■ Task to complete ■
From the records below, extract only the lines running from the line with "pub struct ReportReconciliationBuilder" to the line with "self.cnt_passed += result.n_passed()", both lines included, reproducing them exactly.

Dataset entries
-- Opening Marker --

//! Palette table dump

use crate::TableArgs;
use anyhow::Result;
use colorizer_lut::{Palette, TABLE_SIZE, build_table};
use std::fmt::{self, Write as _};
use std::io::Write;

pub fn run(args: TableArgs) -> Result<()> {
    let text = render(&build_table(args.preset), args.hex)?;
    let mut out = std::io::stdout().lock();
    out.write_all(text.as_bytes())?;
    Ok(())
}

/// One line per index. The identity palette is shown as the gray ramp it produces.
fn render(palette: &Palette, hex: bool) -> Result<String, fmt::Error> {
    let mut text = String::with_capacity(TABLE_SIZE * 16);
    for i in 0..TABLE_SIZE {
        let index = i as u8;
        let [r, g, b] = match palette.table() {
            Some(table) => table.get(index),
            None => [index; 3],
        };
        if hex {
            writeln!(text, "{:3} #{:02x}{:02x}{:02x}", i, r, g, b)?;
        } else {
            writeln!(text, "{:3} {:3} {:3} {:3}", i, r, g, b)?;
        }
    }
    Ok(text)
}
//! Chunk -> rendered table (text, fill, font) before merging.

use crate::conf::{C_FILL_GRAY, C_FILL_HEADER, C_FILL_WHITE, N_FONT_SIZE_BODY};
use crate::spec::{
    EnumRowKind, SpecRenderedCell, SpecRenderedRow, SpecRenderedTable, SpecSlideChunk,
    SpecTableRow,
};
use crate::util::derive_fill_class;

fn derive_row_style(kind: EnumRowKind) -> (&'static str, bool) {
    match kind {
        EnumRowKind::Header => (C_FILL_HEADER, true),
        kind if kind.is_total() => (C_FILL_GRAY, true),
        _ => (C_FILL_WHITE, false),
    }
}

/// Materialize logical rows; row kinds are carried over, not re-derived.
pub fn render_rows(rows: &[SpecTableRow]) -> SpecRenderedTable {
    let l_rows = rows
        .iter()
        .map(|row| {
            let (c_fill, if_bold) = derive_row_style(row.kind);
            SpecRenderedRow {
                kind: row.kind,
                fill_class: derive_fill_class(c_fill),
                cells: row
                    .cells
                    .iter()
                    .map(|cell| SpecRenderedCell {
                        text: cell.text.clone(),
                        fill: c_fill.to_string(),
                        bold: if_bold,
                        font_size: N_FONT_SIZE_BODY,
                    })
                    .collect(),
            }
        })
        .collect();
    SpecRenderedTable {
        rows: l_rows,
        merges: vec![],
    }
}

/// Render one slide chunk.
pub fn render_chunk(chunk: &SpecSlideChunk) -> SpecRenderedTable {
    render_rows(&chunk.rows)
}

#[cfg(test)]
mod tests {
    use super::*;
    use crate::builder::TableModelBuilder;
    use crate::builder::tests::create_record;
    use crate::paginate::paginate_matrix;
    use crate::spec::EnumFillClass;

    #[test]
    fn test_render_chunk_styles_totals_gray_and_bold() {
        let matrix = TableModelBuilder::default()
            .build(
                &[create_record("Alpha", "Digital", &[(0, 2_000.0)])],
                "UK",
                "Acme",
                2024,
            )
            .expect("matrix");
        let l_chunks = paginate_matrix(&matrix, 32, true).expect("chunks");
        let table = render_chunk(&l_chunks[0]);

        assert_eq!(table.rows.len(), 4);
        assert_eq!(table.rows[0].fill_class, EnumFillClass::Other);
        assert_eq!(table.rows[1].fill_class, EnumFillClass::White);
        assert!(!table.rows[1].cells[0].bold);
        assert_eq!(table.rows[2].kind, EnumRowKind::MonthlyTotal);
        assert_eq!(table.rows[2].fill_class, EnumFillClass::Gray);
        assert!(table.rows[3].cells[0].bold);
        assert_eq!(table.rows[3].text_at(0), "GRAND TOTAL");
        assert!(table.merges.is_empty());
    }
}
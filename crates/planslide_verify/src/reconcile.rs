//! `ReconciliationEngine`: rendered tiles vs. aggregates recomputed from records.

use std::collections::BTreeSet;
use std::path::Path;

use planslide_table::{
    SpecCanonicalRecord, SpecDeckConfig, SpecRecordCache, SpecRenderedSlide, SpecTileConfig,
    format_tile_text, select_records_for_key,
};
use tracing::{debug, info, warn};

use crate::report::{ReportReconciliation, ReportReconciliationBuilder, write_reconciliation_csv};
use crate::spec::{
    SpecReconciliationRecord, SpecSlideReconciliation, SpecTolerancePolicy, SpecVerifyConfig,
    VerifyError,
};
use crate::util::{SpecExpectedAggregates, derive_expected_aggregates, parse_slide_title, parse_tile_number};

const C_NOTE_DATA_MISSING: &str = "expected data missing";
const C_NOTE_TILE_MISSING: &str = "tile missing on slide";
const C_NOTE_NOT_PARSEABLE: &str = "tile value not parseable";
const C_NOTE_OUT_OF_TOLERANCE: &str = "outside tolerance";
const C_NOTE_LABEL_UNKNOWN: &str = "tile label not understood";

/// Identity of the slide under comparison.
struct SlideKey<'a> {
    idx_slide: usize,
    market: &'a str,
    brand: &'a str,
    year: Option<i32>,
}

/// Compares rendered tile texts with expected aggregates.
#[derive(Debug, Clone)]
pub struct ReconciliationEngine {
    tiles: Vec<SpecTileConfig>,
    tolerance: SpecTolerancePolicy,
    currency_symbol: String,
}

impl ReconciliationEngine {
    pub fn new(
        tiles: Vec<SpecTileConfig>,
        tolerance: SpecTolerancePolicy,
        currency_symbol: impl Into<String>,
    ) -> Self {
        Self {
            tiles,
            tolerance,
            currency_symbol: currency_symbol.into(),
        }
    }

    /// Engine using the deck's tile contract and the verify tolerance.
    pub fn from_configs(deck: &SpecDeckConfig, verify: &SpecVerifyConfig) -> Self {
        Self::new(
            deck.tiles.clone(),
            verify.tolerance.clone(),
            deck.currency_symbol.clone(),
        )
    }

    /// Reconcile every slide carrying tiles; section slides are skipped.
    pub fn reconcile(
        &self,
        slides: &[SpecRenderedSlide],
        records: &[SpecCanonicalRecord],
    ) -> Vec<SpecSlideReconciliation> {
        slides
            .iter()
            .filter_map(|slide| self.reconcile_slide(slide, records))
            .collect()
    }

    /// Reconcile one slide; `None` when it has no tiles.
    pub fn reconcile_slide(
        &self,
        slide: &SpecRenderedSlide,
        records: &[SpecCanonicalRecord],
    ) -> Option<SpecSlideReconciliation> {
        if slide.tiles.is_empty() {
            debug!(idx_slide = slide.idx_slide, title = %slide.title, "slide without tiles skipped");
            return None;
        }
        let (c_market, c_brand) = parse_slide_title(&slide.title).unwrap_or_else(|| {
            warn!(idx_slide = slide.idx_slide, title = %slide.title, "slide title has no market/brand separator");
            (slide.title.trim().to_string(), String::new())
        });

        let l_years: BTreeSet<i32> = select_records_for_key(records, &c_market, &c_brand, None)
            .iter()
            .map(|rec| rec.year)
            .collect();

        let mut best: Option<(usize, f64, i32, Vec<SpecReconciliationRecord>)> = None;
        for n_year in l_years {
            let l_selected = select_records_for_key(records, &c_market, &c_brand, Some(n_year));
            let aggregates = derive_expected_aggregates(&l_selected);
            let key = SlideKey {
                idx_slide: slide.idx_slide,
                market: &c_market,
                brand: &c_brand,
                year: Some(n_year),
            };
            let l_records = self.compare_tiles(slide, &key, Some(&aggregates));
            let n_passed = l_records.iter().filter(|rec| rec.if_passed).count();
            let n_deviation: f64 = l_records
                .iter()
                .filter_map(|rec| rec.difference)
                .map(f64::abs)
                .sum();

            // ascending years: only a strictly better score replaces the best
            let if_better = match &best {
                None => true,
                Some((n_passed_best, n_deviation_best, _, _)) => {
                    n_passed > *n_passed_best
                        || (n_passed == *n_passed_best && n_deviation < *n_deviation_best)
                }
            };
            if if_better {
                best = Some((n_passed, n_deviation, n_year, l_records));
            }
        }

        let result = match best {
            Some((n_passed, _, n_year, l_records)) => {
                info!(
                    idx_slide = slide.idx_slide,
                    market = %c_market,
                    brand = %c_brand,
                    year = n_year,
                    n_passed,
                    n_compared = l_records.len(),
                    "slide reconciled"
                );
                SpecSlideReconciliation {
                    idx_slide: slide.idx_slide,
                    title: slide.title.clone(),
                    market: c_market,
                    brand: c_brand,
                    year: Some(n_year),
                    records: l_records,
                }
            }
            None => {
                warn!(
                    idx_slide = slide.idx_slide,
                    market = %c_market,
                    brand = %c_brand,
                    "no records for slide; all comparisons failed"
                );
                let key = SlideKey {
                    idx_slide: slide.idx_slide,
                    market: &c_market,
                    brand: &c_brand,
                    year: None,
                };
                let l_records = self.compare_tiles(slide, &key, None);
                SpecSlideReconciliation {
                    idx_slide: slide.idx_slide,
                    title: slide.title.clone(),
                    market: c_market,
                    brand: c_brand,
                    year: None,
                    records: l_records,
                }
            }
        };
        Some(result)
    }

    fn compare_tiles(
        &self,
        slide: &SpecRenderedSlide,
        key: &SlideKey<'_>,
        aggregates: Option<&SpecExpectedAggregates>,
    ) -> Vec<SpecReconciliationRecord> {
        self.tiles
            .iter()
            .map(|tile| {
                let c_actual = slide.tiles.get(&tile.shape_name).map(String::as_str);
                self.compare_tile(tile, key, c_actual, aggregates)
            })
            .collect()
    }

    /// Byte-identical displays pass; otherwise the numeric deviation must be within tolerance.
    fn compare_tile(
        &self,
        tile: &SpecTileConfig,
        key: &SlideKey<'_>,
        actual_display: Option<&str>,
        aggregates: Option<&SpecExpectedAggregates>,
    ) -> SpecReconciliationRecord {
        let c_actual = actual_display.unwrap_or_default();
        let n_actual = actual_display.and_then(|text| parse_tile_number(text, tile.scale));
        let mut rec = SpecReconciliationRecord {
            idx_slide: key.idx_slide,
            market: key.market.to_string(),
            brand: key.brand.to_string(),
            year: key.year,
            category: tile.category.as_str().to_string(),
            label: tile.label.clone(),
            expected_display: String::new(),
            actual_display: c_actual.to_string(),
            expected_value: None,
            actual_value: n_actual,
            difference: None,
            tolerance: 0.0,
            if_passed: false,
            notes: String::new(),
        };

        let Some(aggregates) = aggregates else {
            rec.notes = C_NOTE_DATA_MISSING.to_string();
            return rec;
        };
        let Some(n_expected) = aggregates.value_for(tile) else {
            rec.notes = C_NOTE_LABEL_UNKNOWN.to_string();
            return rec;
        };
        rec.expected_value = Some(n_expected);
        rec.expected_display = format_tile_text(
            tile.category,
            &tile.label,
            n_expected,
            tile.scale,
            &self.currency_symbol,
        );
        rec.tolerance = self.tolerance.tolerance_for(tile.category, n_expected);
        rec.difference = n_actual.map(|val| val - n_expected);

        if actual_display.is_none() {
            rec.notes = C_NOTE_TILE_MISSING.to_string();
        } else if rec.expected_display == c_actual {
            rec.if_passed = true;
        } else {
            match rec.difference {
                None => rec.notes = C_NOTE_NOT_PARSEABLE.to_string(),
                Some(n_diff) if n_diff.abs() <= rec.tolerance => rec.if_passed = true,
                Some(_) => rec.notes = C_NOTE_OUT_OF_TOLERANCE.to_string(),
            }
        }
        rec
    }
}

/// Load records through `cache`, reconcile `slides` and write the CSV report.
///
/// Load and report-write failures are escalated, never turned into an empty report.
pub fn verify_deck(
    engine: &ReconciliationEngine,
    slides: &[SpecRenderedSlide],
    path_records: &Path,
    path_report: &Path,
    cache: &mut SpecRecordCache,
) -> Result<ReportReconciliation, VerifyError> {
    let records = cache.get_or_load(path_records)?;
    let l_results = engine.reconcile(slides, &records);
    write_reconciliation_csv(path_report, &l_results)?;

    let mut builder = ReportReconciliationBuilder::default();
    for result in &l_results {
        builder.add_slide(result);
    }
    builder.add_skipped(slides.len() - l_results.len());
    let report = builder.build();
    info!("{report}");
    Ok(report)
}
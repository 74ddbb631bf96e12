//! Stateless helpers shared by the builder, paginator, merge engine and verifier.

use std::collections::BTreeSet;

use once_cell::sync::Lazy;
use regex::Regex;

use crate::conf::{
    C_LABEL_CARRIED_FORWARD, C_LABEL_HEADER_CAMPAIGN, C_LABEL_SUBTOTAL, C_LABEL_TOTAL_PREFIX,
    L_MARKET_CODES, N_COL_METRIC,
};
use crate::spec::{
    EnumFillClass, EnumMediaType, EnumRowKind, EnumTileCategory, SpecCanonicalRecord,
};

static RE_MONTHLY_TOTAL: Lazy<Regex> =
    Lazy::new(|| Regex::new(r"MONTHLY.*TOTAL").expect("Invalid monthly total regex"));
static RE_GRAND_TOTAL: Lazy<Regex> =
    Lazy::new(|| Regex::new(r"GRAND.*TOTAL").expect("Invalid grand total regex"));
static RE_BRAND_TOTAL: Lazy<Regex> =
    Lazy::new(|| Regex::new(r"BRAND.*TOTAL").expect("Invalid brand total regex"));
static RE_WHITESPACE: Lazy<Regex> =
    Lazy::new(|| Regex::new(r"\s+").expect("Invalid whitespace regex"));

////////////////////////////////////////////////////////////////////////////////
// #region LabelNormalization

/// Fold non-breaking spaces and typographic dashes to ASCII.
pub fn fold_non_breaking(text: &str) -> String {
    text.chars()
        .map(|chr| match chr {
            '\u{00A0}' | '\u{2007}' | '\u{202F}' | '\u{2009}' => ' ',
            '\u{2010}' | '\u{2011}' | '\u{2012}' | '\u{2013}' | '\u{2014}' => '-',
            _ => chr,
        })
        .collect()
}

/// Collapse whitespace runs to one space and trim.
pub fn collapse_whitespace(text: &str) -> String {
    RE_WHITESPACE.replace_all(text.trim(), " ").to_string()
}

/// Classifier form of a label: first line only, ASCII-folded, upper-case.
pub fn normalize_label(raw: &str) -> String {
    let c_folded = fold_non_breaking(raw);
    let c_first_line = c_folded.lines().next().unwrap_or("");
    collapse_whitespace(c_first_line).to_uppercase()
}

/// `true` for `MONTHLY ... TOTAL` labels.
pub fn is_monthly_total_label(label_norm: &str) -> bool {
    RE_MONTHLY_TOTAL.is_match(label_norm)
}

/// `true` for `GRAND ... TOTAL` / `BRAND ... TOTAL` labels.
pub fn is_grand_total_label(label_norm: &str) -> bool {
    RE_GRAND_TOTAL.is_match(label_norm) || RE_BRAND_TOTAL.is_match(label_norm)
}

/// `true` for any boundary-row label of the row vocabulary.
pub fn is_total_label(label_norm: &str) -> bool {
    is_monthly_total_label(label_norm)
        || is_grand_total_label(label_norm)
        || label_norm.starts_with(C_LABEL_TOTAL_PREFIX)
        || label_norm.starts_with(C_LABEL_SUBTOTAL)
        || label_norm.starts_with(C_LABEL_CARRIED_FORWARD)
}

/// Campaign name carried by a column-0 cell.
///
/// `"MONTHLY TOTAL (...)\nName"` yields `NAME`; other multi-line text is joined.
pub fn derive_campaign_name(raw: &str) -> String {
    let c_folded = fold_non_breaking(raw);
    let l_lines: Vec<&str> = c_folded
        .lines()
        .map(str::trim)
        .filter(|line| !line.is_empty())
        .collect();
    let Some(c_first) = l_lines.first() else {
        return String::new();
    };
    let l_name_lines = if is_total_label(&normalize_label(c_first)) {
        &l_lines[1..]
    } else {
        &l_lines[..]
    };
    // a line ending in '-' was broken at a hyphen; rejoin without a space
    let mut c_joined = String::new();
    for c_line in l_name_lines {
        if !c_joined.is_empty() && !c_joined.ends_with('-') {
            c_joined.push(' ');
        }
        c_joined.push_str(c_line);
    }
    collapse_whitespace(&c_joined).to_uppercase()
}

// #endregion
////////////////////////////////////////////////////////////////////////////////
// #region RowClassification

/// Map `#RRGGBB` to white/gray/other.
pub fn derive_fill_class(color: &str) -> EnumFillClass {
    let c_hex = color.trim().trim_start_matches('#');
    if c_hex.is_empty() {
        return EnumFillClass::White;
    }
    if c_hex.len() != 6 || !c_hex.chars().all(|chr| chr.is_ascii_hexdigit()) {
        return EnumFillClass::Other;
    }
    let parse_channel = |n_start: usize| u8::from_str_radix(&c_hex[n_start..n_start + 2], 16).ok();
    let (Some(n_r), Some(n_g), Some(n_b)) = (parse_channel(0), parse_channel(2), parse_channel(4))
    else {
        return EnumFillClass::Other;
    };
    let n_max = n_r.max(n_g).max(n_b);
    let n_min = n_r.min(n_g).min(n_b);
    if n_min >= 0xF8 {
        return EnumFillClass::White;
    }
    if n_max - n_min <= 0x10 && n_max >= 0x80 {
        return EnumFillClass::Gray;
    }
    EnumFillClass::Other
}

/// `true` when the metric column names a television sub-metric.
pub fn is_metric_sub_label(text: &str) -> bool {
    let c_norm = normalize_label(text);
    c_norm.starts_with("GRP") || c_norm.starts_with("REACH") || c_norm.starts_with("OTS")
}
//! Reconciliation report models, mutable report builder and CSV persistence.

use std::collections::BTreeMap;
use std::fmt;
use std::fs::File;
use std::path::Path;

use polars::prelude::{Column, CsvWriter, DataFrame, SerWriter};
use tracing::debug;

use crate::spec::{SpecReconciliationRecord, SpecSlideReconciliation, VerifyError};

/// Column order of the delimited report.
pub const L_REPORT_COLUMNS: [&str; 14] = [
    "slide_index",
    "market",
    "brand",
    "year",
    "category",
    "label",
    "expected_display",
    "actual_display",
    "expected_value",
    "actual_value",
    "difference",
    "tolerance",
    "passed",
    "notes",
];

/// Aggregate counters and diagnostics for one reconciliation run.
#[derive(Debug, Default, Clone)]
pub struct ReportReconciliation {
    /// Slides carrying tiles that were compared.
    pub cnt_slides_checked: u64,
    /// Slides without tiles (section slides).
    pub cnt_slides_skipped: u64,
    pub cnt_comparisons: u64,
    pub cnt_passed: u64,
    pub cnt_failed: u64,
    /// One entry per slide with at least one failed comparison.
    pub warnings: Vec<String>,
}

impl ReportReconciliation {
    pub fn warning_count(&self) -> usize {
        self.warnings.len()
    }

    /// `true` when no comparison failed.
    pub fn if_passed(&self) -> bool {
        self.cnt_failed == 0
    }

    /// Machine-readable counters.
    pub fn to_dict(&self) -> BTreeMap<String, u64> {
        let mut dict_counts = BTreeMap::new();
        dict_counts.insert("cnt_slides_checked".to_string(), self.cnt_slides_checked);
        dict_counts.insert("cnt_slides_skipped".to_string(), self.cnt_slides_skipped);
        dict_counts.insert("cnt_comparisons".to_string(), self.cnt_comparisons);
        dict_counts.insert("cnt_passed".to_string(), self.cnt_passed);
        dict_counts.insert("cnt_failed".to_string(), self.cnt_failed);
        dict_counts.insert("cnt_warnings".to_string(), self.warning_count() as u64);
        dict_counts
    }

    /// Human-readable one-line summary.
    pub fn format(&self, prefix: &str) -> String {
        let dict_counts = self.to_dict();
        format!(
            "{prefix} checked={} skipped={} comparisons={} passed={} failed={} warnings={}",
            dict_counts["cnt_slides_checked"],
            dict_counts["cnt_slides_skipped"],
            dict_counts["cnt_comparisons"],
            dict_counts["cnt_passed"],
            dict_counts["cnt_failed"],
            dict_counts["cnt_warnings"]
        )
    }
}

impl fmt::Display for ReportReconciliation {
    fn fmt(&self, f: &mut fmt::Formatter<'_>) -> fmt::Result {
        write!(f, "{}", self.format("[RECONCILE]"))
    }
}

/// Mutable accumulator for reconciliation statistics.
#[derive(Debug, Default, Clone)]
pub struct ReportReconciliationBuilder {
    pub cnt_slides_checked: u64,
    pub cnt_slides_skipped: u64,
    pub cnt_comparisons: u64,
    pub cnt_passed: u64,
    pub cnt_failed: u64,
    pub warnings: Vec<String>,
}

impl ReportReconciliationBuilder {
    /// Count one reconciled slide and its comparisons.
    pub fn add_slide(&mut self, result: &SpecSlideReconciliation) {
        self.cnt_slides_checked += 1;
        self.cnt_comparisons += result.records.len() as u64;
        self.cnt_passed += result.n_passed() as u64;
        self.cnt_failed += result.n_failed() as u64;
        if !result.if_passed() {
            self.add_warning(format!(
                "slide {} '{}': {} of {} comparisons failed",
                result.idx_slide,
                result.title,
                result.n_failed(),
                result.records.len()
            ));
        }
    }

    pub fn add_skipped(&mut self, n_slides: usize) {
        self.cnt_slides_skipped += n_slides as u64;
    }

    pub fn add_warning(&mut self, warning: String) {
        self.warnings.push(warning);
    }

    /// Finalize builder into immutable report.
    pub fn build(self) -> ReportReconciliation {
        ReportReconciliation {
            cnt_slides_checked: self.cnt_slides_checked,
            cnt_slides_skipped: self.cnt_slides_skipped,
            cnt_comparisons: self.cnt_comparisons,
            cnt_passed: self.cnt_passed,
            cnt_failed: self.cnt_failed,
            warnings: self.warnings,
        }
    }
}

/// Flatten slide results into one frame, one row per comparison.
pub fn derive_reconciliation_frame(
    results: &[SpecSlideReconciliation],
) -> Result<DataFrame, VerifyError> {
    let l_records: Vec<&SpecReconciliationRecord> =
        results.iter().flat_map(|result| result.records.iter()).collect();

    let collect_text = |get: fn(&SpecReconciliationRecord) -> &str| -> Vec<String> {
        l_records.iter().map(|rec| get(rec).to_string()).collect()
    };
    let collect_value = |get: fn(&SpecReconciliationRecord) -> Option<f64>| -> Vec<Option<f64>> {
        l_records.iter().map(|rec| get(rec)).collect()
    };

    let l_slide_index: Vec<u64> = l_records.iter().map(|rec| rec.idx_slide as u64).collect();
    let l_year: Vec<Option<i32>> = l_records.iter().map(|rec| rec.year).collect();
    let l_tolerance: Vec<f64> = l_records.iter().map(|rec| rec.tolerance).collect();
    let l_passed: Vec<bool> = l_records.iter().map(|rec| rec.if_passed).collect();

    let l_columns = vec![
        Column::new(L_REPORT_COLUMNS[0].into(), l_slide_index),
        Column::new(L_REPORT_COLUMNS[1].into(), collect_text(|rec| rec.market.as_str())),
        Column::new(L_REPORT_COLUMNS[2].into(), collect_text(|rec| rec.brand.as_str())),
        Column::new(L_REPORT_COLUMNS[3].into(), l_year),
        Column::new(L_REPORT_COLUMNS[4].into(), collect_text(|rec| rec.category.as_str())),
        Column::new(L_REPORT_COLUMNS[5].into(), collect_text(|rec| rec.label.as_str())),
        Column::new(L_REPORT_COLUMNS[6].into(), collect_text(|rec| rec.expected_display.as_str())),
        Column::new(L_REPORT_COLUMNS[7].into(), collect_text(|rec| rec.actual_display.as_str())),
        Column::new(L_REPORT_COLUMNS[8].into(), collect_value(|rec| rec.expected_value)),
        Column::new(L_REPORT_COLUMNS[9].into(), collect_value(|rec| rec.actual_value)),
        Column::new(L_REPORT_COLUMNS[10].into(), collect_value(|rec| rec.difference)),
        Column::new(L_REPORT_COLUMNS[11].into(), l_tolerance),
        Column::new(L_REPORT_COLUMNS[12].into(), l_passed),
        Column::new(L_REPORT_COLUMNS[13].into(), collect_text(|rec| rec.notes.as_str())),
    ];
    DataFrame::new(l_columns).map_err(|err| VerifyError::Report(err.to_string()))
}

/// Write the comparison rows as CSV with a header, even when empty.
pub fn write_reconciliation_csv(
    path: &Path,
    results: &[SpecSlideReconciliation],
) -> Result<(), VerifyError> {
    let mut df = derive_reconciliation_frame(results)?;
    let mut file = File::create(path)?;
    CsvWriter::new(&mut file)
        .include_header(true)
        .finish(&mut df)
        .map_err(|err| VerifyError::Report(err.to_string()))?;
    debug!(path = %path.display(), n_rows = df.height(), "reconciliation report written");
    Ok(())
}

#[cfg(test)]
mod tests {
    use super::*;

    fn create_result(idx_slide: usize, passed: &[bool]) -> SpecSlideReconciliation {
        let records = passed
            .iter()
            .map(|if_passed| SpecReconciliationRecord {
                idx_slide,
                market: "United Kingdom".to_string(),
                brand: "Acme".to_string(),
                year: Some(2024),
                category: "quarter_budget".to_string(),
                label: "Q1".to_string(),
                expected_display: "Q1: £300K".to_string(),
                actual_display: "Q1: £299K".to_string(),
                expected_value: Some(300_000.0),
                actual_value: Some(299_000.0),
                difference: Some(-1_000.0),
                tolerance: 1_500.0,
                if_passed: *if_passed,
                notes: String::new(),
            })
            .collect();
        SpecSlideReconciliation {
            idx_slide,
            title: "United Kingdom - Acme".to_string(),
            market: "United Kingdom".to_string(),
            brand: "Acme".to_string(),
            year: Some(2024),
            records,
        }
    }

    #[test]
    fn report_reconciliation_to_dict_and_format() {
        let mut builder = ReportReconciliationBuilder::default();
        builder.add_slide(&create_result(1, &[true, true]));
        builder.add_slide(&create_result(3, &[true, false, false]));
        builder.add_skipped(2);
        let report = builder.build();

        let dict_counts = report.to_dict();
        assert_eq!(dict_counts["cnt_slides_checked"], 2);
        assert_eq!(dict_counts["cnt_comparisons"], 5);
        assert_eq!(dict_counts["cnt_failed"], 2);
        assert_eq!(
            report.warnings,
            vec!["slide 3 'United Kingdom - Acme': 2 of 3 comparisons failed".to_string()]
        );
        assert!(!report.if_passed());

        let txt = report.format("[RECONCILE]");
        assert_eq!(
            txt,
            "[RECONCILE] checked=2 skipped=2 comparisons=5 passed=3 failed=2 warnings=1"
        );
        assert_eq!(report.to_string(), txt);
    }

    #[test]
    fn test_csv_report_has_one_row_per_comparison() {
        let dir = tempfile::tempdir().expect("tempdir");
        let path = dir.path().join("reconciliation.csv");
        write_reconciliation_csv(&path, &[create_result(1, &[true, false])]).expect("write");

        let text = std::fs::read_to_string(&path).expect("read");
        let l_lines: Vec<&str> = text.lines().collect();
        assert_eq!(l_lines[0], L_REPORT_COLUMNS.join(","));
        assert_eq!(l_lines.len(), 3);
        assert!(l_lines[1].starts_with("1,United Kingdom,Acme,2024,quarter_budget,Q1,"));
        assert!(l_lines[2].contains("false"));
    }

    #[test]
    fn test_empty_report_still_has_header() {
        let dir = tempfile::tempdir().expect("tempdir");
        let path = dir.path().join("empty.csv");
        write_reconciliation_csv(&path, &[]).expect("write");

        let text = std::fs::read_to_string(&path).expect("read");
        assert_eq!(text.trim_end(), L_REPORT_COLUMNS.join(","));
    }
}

-- Closing Marker --

■ Exercise result ■
pub struct ReportReconciliationBuilder {
    pub cnt_slides_checked: u64,
    pub cnt_slides_skipped: u64,
    pub cnt_comparisons: u64,
    pub cnt_passed: u64,
    pub cnt_failed: u64,
    pub warnings: Vec<String>,
}

impl ReportReconciliationBuilder {
    /// Count one reconciled slide and its comparisons.
    pub fn add_slide(&mut self, result: &SpecSlideReconciliation) {
        self.cnt_slides_checked += 1;
        self.cnt_comparisons += result.records.len() as u64;
        self.cnt_passed += result.n_passed() as u64;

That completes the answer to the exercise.